• **WHAT YOU ARE ASKED TO DO**:
Return the following from the records below: each line, word for word, starting with the line that contains "assert_eq!(revealed_of(&outcome), ids(&[19, 23]));" and going on through the line that contains "assert!(session.can_flip_card(id(2)));", with nothing outside that range.

• **RECORDS SHOWN**:

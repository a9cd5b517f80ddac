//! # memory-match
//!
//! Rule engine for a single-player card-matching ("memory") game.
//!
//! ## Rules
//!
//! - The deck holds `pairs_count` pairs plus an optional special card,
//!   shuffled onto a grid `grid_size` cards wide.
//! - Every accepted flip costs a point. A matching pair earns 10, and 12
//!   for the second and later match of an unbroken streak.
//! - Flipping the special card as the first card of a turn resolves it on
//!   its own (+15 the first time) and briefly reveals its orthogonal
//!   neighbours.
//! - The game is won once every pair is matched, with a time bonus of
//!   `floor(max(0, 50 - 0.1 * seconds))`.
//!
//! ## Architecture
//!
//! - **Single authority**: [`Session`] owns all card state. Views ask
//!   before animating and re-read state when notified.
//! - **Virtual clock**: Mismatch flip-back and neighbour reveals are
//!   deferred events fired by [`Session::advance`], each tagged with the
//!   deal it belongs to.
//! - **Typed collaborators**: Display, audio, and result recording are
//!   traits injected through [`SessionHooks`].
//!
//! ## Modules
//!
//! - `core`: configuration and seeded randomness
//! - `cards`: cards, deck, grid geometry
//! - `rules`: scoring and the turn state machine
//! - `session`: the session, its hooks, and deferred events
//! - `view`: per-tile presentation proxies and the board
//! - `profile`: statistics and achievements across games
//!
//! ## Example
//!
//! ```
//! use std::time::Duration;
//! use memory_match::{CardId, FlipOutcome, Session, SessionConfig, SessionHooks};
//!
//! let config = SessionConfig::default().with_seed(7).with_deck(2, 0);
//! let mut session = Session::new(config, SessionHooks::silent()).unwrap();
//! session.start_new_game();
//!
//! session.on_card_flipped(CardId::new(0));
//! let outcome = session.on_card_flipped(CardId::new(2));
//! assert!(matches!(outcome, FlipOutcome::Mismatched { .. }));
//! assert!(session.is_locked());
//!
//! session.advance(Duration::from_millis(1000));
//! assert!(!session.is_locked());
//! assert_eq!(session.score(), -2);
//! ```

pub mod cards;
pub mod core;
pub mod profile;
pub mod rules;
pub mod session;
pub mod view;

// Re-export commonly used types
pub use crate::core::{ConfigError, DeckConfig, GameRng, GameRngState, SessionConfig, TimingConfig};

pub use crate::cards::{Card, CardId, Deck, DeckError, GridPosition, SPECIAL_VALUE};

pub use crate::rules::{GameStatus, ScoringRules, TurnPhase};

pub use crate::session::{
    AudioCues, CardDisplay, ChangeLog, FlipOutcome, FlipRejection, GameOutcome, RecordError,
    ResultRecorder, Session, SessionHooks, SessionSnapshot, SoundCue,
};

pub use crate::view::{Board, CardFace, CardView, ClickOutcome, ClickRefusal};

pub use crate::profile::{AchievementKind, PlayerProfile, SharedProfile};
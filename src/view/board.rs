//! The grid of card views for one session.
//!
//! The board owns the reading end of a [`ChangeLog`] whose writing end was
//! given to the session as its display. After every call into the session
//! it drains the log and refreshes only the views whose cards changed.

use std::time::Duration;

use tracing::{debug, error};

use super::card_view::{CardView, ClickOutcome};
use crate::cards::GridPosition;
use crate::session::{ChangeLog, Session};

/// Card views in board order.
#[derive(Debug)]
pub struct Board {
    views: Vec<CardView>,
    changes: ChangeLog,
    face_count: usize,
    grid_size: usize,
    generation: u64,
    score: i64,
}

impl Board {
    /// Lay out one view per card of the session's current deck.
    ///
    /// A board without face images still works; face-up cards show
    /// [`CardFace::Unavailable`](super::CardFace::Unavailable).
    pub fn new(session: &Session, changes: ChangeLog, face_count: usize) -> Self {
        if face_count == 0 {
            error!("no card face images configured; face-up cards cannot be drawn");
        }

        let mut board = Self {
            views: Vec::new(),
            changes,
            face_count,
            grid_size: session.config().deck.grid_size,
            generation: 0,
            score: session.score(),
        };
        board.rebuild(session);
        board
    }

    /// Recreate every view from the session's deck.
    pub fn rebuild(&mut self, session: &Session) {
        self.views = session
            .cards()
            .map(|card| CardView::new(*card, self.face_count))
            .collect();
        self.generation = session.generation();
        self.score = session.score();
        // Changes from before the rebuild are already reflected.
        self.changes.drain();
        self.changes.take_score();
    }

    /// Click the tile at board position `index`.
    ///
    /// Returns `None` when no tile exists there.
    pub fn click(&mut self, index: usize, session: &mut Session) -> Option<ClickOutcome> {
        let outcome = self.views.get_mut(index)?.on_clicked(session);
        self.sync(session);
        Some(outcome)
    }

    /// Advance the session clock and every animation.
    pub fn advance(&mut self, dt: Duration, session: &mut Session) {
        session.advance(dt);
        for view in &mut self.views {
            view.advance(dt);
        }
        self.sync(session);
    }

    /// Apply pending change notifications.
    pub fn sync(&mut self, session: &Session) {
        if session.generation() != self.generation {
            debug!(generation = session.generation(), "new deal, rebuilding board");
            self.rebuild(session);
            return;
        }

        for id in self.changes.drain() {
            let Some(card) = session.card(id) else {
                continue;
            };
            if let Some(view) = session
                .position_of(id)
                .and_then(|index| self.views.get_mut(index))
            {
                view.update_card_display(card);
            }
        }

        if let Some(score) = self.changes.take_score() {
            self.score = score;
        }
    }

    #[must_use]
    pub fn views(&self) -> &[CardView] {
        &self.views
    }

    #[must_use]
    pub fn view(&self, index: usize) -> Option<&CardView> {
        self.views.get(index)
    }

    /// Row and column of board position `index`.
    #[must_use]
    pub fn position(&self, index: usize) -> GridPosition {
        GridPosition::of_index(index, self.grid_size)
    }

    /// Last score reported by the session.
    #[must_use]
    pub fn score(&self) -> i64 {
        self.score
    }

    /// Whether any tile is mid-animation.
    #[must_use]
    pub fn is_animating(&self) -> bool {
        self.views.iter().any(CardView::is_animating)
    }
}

...

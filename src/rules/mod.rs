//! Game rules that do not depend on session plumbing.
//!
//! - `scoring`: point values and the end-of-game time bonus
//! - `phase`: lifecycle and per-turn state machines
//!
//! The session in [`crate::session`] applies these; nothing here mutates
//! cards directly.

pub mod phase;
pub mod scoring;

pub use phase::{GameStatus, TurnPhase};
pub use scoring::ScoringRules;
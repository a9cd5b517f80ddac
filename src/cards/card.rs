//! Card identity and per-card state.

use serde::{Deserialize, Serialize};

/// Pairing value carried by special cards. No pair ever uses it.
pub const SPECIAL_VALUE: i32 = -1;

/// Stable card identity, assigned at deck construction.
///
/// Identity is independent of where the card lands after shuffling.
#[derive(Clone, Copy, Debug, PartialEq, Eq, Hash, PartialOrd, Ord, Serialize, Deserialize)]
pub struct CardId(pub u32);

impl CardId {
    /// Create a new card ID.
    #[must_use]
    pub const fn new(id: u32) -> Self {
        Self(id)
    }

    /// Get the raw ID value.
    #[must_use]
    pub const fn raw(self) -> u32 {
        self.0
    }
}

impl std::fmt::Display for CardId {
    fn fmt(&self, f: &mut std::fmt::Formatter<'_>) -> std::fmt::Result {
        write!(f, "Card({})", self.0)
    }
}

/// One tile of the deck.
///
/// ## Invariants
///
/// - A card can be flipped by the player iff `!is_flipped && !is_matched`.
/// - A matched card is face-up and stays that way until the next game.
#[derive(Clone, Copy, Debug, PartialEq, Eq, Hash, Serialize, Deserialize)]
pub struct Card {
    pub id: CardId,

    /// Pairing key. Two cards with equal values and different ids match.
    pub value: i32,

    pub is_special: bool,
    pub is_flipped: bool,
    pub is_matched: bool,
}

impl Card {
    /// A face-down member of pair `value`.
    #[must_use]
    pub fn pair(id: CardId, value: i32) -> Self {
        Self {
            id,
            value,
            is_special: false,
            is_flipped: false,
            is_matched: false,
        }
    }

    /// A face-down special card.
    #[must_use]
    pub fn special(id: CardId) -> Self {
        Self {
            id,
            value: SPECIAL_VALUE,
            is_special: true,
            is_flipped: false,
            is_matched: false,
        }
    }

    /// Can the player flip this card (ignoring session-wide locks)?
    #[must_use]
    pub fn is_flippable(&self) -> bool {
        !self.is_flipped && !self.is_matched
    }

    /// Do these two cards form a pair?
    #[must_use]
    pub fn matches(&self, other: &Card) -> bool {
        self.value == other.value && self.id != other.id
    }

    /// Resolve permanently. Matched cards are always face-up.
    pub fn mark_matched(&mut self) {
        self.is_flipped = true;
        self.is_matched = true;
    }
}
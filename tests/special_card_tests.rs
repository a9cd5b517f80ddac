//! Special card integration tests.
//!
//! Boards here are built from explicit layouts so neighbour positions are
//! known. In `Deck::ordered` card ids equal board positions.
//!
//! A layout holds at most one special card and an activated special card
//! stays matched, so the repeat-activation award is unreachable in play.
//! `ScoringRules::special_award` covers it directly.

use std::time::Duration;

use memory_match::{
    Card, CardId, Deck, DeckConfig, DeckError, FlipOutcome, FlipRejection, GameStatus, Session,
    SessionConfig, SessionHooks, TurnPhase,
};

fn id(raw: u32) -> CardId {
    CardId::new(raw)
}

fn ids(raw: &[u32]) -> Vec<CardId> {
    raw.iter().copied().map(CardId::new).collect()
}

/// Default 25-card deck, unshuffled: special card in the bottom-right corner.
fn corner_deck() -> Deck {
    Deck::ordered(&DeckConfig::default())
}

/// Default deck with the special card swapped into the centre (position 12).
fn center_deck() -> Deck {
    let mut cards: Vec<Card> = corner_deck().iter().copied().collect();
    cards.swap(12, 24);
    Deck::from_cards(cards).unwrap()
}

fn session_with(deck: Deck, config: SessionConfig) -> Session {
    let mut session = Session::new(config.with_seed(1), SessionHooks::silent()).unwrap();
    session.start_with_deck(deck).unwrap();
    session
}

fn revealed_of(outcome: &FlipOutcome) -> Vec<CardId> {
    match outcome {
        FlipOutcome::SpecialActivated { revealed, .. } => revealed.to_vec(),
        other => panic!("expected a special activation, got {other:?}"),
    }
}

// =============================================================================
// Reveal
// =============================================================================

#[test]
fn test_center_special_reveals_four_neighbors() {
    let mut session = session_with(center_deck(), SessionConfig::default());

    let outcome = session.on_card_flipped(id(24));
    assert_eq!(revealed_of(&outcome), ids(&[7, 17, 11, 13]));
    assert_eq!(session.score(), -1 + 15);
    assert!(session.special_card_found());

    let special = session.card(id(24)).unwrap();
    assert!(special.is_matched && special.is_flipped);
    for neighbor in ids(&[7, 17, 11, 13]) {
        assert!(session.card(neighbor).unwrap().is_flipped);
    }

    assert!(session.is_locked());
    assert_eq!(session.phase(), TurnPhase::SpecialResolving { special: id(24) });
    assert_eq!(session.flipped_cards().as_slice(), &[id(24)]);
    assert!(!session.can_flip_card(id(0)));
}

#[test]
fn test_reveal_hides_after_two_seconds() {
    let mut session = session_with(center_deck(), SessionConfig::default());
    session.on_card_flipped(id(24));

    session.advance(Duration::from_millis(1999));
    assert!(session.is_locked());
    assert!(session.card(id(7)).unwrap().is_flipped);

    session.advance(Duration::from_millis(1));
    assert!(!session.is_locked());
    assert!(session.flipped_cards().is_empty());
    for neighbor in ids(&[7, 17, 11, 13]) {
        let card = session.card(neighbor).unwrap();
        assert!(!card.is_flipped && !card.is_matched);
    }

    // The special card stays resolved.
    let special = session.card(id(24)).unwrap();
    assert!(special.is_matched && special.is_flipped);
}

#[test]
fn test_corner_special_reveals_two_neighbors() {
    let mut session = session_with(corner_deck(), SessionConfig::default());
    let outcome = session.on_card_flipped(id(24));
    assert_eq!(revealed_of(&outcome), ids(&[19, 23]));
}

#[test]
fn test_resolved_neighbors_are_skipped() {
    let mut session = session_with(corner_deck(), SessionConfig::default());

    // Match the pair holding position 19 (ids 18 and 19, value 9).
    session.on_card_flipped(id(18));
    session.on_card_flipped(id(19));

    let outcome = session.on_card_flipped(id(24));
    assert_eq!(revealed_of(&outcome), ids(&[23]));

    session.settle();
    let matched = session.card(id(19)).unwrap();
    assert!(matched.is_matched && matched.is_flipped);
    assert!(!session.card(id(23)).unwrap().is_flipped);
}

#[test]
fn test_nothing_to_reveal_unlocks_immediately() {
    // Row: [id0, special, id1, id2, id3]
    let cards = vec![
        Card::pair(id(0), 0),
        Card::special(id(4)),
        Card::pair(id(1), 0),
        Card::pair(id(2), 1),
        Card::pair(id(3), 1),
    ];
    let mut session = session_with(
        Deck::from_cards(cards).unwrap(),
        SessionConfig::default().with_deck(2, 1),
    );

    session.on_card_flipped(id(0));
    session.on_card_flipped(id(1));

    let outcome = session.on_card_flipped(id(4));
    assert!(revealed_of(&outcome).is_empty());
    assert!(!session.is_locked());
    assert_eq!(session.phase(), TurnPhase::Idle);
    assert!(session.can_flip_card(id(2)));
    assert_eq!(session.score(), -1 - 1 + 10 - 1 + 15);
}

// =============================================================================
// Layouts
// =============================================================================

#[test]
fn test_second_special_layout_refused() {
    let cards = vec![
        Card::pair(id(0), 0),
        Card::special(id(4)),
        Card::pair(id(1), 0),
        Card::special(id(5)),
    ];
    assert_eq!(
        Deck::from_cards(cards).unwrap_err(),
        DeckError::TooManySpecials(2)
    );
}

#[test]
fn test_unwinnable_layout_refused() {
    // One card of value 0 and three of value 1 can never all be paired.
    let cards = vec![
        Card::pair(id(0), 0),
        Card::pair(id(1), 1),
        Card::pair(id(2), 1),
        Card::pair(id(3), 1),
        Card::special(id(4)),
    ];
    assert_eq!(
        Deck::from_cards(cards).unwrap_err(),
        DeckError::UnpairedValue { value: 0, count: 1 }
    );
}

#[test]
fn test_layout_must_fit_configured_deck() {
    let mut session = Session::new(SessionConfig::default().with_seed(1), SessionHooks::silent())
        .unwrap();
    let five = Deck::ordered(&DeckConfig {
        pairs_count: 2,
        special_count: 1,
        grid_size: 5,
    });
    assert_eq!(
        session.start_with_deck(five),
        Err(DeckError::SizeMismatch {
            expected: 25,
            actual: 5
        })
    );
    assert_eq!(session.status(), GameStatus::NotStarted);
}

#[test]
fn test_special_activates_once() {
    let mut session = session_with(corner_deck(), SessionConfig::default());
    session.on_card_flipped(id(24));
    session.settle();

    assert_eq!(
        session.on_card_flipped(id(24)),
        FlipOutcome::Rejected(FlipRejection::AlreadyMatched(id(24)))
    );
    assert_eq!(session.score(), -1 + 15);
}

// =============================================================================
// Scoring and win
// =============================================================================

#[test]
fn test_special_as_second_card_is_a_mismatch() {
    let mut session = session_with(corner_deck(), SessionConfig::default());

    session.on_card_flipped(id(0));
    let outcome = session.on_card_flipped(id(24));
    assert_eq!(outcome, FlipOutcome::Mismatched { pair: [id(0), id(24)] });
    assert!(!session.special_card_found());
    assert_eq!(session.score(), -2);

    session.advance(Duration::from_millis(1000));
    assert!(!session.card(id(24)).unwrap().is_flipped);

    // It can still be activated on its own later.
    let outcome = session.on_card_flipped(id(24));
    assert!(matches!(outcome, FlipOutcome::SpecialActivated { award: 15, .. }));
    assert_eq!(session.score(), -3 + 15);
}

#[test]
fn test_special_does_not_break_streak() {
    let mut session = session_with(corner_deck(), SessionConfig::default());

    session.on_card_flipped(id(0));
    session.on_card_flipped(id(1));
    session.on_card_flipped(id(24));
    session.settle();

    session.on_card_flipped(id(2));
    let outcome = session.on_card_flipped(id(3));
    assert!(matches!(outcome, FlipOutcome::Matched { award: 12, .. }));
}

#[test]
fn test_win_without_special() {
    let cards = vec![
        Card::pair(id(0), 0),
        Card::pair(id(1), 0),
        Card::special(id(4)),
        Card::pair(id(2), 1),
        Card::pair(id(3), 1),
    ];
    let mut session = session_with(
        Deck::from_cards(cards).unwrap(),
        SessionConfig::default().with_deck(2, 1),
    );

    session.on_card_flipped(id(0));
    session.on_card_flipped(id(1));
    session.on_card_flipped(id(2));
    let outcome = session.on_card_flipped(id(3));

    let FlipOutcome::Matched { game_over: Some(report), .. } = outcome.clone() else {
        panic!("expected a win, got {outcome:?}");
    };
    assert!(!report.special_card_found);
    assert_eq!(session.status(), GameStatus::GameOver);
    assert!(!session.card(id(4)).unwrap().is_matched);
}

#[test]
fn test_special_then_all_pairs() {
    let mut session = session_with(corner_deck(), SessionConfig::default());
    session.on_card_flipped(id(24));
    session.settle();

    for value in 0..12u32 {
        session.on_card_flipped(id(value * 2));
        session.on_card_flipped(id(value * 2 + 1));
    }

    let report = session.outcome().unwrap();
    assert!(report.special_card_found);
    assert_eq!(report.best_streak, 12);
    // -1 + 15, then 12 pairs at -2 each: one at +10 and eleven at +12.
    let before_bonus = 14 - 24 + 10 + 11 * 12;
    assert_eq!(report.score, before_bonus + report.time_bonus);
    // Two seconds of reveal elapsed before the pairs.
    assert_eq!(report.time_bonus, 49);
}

...

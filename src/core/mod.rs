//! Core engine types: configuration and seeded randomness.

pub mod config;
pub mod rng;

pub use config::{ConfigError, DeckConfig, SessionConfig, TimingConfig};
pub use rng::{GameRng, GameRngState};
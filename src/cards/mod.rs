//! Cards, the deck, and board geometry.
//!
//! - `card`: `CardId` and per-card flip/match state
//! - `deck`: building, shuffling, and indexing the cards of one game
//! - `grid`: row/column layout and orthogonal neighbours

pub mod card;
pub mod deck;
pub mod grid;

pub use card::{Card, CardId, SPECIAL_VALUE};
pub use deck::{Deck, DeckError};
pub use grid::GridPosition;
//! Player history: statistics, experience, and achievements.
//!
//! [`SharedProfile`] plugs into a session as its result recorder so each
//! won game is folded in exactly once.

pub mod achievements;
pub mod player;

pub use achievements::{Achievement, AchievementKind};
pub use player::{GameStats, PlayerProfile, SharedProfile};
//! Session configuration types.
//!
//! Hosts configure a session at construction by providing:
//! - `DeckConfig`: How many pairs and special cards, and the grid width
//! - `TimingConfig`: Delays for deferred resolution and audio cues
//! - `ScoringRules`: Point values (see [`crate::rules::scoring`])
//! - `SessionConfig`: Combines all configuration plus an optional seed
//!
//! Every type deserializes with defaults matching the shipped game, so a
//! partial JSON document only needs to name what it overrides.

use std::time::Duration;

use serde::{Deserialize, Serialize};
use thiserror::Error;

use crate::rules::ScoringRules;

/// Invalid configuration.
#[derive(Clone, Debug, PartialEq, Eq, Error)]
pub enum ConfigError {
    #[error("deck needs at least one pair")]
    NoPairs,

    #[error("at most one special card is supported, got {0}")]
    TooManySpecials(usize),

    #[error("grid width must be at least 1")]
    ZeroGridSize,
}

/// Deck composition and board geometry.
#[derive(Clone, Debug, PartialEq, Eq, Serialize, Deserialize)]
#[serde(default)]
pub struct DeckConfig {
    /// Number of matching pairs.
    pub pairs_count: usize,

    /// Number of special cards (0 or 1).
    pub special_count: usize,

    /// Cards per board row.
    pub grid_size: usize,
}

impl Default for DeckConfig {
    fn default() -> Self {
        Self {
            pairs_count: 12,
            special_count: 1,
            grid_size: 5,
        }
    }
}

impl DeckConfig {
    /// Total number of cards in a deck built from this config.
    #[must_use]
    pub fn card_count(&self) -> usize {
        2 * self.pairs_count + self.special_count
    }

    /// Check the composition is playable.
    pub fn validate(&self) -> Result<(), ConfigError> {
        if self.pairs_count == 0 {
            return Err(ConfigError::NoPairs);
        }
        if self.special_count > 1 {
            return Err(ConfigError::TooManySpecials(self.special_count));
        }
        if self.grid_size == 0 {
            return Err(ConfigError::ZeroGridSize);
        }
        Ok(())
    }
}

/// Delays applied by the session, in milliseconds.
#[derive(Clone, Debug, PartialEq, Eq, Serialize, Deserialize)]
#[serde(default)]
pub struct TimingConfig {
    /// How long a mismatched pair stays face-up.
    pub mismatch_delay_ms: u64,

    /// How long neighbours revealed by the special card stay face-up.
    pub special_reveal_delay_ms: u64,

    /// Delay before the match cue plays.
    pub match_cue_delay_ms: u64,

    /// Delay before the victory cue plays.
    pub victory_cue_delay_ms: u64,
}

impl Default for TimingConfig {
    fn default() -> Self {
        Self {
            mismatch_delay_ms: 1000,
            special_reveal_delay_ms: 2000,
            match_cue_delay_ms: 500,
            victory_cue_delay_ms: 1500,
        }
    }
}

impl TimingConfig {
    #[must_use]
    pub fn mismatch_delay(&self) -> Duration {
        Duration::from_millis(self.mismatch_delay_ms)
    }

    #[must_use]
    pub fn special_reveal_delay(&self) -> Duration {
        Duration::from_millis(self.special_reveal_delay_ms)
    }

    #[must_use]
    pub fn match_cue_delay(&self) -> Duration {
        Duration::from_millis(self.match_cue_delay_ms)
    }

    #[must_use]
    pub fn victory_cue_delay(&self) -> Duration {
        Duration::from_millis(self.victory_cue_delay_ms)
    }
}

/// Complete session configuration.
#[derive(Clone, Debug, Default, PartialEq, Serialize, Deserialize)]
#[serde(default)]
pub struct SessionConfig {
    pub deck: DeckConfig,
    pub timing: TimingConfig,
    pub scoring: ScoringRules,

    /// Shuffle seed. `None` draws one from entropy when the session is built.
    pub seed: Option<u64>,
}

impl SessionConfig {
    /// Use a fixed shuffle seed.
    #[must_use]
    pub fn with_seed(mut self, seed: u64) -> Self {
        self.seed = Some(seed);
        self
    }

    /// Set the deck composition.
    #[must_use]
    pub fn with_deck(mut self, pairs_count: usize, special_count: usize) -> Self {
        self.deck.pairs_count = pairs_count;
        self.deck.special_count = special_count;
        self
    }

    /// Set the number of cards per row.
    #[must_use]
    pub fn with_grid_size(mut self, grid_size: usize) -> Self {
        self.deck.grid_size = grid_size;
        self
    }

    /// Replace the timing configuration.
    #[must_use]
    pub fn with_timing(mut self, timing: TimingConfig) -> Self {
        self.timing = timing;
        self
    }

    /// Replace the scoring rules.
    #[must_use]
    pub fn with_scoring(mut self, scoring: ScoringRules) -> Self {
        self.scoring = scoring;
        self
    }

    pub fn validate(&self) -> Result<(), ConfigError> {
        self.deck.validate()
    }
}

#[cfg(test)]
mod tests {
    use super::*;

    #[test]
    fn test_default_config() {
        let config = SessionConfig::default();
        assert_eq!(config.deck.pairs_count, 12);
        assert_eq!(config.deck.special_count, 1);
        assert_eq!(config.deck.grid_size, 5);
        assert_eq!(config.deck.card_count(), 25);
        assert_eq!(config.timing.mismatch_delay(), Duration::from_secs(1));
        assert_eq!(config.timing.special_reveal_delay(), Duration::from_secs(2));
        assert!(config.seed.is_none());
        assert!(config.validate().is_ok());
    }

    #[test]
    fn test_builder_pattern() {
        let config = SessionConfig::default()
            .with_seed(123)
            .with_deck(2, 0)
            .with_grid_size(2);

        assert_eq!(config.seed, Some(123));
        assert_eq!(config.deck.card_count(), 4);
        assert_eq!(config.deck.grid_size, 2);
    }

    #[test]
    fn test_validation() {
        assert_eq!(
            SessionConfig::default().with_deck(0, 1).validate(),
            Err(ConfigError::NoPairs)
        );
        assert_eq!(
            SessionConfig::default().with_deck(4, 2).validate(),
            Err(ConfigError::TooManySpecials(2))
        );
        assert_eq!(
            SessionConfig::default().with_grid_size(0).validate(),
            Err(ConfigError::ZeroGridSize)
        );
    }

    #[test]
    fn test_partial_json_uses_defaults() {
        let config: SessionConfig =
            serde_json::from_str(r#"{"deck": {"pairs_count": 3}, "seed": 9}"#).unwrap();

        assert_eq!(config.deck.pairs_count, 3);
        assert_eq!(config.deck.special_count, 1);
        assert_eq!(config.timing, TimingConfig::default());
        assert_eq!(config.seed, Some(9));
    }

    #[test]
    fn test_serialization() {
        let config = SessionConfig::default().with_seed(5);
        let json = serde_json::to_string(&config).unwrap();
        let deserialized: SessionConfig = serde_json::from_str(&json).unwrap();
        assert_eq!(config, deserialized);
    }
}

• **SOLUTION FOR THIS EXERCISE**:
    assert_eq!(revealed_of(&outcome), ids(&[19, 23]));
}

#[test]
fn test_resolved_neighbors_are_skipped() {
    let mut session = session_with(corner_deck(), SessionConfig::default());

    // Match the pair holding position 19 (ids 18 and 19, value 9).
    session.on_card_flipped(id(18));
    session.on_card_flipped(id(19));

    let outcome = session.on_card_flipped(id(24));
    assert_eq!(revealed_of(&outcome), ids(&[23]));

    session.settle();
    let matched = session.card(id(19)).unwrap();
    assert!(matched.is_matched && matched.is_flipped);
    assert!(!session.card(id(23)).unwrap().is_flipped);
}

#[test]
fn test_nothing_to_reveal_unlocks_immediately() {
    // Row: [id0, special, id1, id2, id3]
    let cards = vec![
        Card::pair(id(0), 0),
        Card::special(id(4)),
        Card::pair(id(1), 0),
        Card::pair(id(2), 1),
        Card::pair(id(3), 1),
    ];
    let mut session = session_with(
        Deck::from_cards(cards).unwrap(),
        SessionConfig::default().with_deck(2, 1),
    );

    session.on_card_flipped(id(0));
    session.on_card_flipped(id(1));

    let outcome = session.on_card_flipped(id(4));
    assert!(revealed_of(&outcome).is_empty());
    assert!(!session.is_locked());
    assert_eq!(session.phase(), TurnPhase::Idle);
    assert!(session.can_flip_card(id(2)));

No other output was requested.